- [Work to complete] Please return the lines of the data that contain "server".

- [Record excerpts]

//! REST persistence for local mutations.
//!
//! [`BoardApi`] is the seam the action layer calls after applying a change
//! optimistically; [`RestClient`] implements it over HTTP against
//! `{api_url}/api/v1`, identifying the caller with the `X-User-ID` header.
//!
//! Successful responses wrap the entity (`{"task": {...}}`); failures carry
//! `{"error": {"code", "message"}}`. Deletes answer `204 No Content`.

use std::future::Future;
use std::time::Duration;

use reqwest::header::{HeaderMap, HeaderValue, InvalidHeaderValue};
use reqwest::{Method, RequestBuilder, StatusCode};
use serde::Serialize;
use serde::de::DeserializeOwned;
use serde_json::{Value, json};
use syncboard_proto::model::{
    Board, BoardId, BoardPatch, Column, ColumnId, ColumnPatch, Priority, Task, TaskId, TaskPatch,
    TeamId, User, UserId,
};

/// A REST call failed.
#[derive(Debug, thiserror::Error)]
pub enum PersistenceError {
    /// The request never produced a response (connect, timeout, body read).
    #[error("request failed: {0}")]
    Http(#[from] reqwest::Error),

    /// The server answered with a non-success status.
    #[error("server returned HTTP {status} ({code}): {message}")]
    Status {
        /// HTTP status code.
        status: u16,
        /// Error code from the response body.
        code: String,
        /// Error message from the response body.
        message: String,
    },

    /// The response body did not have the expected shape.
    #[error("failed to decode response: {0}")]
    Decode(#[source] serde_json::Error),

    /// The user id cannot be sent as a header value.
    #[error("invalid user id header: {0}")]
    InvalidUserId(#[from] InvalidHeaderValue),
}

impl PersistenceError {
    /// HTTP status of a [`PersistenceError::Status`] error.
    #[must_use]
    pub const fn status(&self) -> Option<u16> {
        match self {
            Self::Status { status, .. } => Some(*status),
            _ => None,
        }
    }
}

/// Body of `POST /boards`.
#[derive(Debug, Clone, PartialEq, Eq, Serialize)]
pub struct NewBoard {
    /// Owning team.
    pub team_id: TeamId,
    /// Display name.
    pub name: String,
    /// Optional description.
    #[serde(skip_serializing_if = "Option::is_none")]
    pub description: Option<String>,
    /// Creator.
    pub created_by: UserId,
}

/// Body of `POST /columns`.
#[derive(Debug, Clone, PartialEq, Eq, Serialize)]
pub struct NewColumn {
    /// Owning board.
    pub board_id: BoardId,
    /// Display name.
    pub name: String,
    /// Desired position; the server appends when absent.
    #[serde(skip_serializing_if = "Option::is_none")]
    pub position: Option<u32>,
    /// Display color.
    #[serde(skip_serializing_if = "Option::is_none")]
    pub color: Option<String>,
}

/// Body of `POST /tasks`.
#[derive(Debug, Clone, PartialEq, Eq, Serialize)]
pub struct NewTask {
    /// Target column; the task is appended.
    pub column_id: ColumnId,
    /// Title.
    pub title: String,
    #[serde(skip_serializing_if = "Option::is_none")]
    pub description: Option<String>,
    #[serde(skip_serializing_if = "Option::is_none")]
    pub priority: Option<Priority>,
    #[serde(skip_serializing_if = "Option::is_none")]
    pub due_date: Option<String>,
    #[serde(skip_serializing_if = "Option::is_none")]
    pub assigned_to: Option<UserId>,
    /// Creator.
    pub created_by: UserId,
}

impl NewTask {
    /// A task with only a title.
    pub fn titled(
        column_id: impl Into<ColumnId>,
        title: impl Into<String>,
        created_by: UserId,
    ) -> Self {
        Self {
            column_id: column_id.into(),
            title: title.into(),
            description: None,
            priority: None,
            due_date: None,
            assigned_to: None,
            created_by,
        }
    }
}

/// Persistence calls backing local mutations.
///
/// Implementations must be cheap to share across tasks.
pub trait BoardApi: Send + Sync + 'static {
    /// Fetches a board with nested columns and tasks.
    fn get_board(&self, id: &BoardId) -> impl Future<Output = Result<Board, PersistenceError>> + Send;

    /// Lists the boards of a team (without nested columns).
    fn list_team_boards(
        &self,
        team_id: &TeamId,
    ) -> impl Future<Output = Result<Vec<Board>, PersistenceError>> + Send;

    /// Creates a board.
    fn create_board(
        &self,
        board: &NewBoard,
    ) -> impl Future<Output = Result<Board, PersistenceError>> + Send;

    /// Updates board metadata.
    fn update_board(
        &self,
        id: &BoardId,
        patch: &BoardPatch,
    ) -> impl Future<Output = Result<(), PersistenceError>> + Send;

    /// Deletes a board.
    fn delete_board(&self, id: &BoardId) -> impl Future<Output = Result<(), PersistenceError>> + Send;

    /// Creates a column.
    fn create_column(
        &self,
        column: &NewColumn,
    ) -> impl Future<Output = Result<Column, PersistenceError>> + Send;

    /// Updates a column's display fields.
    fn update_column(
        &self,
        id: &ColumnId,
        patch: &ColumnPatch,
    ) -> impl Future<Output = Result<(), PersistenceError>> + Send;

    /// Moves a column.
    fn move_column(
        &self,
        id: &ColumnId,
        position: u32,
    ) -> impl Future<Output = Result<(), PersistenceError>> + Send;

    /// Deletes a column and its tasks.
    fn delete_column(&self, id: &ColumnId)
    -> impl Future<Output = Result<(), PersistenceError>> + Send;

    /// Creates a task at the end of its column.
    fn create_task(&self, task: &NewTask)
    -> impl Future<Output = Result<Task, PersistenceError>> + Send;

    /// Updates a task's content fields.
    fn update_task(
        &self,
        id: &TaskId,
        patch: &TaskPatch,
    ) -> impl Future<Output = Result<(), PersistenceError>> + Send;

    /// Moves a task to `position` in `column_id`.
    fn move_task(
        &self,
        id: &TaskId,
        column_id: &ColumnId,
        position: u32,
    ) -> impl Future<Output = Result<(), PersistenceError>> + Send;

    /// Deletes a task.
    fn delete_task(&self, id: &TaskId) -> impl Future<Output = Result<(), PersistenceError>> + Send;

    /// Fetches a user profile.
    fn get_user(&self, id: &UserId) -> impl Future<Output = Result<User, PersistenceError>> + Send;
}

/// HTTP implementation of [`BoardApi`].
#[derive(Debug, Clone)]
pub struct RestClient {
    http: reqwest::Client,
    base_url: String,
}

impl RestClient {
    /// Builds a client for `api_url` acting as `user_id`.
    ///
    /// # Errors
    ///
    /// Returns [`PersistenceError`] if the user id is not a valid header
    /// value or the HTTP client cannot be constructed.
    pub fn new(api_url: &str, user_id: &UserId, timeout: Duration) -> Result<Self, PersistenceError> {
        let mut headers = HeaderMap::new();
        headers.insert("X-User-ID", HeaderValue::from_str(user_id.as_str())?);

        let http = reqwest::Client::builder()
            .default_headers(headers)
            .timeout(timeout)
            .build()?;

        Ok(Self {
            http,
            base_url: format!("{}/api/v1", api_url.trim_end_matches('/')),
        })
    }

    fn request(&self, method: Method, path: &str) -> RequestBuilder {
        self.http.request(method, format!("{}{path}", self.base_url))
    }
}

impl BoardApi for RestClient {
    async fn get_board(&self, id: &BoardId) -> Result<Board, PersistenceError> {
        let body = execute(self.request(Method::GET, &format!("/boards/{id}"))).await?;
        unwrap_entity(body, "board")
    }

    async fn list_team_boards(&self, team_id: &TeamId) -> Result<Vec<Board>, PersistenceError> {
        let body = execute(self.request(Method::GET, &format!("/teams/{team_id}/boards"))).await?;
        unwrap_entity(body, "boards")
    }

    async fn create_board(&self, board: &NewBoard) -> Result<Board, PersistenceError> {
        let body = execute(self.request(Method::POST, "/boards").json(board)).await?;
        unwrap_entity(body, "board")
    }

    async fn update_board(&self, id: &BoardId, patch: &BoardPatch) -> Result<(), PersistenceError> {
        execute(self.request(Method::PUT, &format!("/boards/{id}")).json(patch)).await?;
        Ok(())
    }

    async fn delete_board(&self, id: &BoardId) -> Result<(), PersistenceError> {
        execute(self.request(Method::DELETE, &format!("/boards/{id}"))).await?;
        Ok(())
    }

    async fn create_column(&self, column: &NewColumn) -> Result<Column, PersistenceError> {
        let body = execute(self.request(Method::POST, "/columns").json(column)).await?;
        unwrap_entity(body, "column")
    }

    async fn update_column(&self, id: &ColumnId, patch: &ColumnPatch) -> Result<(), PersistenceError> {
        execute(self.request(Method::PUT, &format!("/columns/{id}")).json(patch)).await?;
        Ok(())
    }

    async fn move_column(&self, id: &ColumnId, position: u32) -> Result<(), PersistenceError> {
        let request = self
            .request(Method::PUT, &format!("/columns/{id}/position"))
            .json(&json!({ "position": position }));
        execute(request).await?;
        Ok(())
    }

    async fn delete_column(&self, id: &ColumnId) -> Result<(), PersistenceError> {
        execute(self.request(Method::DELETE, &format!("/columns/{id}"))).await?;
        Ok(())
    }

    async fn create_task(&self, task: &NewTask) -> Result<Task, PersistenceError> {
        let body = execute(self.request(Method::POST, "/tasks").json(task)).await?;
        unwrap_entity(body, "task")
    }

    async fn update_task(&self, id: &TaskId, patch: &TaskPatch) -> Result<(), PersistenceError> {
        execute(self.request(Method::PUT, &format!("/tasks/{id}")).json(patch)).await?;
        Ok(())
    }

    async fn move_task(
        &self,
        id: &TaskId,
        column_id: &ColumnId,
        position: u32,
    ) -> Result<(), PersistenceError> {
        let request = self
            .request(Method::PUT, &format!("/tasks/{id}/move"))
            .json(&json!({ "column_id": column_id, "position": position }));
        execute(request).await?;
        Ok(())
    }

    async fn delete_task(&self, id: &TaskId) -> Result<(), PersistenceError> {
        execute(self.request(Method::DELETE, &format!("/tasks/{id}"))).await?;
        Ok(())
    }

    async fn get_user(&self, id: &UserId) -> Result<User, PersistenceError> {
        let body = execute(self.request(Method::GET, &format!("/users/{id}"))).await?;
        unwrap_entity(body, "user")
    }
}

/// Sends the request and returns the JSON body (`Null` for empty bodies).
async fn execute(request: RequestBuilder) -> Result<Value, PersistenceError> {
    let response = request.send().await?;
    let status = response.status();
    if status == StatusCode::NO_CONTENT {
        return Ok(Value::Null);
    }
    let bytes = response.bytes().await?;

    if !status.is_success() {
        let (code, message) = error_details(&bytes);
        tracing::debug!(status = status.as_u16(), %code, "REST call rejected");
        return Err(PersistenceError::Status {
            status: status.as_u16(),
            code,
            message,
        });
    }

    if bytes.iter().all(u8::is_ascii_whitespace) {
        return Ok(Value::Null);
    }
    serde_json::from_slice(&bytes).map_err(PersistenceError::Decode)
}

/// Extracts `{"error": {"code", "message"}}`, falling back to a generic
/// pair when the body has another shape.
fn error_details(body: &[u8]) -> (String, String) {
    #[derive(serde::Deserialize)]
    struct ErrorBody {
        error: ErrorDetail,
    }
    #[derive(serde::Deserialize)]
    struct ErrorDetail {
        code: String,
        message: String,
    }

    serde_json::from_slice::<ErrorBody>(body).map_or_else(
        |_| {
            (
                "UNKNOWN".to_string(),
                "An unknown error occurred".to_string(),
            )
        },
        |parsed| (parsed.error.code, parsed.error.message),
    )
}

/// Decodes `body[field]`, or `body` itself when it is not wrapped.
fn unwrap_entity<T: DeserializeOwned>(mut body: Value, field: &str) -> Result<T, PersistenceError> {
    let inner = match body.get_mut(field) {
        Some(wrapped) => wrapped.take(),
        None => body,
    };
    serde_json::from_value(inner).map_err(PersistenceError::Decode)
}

==

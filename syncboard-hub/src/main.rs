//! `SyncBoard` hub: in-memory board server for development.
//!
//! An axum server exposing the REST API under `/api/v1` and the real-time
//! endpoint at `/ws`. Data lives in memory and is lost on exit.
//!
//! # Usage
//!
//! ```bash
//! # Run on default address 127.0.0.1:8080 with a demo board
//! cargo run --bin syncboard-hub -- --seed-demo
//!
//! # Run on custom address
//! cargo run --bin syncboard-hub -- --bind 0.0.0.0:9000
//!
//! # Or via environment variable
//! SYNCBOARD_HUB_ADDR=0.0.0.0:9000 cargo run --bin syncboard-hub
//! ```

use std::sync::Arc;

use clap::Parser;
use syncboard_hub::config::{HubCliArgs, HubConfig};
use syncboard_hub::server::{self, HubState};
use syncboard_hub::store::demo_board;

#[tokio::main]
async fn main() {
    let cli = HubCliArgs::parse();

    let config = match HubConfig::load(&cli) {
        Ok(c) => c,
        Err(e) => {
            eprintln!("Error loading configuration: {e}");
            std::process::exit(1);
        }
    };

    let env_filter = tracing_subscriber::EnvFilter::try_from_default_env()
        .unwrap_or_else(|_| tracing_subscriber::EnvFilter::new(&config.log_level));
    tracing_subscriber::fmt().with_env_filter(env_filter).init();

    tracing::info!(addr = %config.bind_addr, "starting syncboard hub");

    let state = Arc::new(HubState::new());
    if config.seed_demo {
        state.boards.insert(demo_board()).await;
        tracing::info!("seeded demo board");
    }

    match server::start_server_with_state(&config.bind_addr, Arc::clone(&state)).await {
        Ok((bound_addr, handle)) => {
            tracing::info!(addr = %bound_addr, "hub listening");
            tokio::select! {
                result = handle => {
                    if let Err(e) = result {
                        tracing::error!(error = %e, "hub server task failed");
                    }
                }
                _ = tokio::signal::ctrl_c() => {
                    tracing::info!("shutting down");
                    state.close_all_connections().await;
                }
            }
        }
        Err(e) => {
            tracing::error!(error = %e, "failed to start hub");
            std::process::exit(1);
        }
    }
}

- [Your response]
    /// The server answered with a non-success status.
    #[error("server returned HTTP {status} ({code}): {message}")]
    /// Desired position; the server appends when absent.
//! `SyncBoard` hub: in-memory board server for development.
//! An axum server exposing the REST API under `/api/v1` and the real-time
use syncboard_hub::server::{self, HubState};
    match server::start_server_with_state(&config.bind_addr, Arc::clone(&state)).await {
                        tracing::error!(error = %e, "hub server task failed");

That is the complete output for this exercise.